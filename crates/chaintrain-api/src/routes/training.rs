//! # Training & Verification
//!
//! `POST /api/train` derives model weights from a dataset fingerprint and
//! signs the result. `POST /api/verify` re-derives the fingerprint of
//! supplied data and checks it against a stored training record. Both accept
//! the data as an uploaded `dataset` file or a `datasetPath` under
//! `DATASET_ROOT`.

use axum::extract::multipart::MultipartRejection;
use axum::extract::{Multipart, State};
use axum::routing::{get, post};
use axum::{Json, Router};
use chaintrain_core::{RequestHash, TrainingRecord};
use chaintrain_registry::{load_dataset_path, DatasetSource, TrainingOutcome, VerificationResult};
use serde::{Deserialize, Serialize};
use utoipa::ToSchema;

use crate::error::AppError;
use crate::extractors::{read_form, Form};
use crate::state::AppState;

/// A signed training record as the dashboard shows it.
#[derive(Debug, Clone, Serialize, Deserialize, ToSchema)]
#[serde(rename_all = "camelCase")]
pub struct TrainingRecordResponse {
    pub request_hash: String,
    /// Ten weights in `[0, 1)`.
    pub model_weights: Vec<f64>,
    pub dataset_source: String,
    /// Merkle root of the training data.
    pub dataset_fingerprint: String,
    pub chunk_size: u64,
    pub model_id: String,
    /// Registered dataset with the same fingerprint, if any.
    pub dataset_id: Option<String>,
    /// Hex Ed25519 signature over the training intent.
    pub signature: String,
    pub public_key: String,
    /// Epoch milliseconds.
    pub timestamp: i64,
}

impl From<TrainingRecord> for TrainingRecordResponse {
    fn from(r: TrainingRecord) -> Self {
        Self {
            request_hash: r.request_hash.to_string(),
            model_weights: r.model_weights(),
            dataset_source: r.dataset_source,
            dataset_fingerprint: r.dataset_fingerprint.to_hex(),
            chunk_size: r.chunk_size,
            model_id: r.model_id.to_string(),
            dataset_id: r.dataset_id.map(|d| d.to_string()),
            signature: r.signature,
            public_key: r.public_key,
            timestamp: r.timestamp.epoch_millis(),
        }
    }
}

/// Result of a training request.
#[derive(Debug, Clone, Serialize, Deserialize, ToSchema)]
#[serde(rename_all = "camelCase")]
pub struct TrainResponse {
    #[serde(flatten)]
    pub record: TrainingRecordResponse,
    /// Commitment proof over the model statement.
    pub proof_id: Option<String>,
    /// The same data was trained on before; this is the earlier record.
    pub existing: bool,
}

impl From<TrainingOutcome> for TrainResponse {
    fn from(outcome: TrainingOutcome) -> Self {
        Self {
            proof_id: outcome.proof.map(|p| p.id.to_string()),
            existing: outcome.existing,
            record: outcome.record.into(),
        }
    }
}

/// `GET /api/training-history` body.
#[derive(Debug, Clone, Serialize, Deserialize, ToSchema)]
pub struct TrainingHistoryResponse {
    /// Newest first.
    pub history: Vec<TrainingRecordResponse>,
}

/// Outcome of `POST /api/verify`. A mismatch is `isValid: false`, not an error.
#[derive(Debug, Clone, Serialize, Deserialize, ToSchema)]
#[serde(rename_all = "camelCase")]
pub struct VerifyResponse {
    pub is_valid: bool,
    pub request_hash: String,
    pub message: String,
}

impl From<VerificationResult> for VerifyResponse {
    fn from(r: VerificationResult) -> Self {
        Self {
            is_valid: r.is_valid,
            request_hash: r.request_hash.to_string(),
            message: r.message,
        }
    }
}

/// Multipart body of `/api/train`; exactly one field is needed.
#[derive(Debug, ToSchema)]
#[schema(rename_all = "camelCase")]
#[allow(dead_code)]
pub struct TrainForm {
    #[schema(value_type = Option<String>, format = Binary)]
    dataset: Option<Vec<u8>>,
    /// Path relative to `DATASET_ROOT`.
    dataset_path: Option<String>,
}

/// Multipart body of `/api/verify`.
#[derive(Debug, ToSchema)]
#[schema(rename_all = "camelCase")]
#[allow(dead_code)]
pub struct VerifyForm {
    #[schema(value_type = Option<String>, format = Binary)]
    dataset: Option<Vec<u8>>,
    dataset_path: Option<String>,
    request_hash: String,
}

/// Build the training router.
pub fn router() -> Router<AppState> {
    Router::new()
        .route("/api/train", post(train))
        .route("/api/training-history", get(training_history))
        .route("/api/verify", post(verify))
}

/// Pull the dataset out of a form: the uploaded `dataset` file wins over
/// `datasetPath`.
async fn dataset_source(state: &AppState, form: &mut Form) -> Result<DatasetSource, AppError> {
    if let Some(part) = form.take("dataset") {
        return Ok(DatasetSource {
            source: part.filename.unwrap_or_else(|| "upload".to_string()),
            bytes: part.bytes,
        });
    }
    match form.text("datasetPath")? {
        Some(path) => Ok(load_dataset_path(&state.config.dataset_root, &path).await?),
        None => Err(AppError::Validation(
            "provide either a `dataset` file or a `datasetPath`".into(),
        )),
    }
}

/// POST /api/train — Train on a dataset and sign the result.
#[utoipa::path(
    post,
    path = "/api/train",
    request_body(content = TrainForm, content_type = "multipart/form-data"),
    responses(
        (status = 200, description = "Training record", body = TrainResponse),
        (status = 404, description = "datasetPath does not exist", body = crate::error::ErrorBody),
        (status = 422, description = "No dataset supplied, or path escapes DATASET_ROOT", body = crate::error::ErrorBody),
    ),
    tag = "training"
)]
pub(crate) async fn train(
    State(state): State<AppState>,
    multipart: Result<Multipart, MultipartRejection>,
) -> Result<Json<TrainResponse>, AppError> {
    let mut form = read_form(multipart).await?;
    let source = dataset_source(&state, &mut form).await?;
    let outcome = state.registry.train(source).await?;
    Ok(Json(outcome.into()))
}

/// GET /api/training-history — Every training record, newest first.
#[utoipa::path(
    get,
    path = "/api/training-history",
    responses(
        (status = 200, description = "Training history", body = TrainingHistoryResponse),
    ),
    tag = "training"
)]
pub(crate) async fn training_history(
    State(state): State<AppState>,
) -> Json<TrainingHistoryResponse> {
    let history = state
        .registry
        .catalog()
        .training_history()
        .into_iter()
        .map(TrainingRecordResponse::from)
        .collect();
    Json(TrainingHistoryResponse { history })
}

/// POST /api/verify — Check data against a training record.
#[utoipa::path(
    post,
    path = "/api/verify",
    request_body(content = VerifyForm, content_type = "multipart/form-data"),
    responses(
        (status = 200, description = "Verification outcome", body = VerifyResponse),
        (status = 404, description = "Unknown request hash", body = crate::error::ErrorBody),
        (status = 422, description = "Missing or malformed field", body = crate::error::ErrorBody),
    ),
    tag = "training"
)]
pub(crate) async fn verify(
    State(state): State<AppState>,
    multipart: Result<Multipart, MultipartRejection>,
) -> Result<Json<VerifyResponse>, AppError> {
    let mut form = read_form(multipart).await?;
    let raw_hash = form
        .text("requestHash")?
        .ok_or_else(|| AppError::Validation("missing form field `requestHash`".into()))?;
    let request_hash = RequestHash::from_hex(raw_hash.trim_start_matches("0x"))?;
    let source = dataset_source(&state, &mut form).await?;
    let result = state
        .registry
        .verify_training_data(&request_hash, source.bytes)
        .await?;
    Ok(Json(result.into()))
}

---

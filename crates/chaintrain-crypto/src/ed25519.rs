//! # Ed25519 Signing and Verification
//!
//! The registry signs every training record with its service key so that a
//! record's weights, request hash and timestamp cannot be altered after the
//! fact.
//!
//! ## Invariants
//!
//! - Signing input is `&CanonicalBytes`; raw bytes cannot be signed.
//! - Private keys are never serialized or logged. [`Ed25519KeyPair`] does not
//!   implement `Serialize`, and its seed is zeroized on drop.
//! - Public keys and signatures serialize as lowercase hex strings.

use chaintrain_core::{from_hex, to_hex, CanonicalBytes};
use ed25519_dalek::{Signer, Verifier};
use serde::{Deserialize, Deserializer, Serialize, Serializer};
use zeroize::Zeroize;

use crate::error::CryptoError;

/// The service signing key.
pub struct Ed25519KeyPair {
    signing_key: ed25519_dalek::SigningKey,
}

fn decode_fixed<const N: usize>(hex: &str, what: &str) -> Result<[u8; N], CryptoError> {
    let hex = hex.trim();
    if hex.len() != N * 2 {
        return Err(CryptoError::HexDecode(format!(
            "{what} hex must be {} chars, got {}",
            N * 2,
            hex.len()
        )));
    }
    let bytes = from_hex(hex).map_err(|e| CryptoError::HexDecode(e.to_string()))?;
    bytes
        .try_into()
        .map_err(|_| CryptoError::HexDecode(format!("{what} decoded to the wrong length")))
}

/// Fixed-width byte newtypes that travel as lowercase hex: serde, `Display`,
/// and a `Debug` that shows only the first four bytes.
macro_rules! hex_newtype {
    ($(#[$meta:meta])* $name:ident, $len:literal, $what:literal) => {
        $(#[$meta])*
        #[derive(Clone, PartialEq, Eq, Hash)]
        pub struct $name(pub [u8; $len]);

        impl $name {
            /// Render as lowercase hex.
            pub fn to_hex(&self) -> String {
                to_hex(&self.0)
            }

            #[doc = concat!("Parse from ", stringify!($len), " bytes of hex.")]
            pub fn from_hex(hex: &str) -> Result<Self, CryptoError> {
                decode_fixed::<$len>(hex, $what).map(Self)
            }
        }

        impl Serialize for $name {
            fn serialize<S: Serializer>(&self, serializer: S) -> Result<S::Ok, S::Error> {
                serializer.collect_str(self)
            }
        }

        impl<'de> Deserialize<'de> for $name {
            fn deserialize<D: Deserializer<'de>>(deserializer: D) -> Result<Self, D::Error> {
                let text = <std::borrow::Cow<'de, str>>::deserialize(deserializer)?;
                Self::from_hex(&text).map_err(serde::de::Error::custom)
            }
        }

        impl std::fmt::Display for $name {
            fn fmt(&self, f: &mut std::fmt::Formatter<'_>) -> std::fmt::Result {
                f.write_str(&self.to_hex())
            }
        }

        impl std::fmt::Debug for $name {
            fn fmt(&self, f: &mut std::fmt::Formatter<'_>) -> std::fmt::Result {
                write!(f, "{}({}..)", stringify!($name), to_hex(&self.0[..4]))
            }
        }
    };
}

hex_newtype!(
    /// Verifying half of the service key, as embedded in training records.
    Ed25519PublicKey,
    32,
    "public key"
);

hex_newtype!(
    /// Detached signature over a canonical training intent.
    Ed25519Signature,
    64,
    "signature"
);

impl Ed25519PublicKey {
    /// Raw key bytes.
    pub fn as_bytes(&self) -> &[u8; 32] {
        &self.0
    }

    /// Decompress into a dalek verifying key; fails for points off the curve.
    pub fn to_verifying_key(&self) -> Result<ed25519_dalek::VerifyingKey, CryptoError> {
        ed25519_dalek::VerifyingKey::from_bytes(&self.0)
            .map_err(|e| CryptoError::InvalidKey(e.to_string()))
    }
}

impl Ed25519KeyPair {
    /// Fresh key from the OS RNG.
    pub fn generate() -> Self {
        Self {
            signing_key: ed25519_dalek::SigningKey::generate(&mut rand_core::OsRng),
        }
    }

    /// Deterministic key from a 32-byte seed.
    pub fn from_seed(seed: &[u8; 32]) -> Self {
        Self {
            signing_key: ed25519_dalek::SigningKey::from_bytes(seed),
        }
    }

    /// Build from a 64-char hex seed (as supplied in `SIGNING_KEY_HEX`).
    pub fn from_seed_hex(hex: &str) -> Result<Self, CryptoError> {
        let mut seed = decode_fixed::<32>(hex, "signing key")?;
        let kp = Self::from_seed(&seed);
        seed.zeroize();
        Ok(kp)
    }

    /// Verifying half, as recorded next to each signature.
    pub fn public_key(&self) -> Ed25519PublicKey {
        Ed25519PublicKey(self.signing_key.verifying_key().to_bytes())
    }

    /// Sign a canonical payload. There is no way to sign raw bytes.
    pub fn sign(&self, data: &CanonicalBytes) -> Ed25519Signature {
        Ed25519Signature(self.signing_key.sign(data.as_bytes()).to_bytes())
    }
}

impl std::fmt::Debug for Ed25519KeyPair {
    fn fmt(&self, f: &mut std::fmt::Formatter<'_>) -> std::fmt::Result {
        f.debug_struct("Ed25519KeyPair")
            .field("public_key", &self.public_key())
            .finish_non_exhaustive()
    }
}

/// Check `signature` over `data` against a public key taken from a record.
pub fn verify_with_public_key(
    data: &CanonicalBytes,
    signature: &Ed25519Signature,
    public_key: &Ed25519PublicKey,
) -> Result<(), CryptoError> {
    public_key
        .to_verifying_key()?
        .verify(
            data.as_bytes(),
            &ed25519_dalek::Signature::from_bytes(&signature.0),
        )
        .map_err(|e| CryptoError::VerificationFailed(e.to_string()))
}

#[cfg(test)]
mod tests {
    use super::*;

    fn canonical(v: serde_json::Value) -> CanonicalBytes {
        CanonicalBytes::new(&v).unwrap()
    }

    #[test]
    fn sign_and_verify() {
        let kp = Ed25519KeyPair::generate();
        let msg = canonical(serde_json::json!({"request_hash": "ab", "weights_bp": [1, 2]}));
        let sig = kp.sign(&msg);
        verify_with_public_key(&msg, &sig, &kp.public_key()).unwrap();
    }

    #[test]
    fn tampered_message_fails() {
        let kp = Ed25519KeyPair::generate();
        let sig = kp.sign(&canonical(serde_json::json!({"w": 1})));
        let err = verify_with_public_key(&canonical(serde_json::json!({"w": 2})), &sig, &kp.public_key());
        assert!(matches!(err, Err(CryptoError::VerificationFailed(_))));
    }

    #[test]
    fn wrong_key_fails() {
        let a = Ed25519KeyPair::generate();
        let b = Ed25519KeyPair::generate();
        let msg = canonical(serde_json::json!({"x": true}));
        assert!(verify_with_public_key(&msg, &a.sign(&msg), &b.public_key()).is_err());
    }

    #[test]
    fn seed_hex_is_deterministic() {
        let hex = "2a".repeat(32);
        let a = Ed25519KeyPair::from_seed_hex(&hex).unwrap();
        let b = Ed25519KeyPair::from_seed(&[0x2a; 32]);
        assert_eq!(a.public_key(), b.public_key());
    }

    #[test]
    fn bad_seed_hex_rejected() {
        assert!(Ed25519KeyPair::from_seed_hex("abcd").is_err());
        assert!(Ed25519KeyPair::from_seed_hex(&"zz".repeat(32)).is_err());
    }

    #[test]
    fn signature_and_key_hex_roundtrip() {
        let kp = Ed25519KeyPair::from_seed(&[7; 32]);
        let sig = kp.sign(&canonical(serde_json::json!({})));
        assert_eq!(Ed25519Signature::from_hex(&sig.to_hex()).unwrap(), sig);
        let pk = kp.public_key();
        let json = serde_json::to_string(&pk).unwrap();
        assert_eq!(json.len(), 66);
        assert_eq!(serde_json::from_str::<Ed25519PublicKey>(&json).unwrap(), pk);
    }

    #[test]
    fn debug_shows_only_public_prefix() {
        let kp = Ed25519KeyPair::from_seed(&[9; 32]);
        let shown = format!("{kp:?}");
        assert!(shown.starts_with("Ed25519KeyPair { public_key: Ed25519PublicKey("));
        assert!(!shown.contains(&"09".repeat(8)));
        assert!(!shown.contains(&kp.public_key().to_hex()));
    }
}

** What to work on **
The lines above from the one containing "sign the result." through the one containing "a training record." are to be set down exactly, and no others.

** Written answer **
/// POST /api/train — Train on a dataset and sign the result.
#[utoipa::path(
    post,
    path = "/api/train",
    request_body(content = TrainForm, content_type = "multipart/form-data"),
    responses(
        (status = 200, description = "Training record", body = TrainResponse),
        (status = 404, description = "datasetPath does not exist", body = crate::error::ErrorBody),
        (status = 422, description = "No dataset supplied, or path escapes DATASET_ROOT", body = crate::error::ErrorBody),
    ),
    tag = "training"
)]
pub(crate) async fn train(
    State(state): State<AppState>,
    multipart: Result<Multipart, MultipartRejection>,
) -> Result<Json<TrainResponse>, AppError> {
    let mut form = read_form(multipart).await?;
    let source = dataset_source(&state, &mut form).await?;
    let outcome = state.registry.train(source).await?;
    Ok(Json(outcome.into()))
}

/// GET /api/training-history — Every training record, newest first.
#[utoipa::path(
    get,
    path = "/api/training-history",
    responses(
        (status = 200, description = "Training history", body = TrainingHistoryResponse),
    ),
    tag = "training"
)]
pub(crate) async fn training_history(
    State(state): State<AppState>,
) -> Json<TrainingHistoryResponse> {
    let history = state
        .registry
        .catalog()
        .training_history()
        .into_iter()
        .map(TrainingRecordResponse::from)
        .collect();
    Json(TrainingHistoryResponse { history })
}

/// POST /api/verify — Check data against a training record.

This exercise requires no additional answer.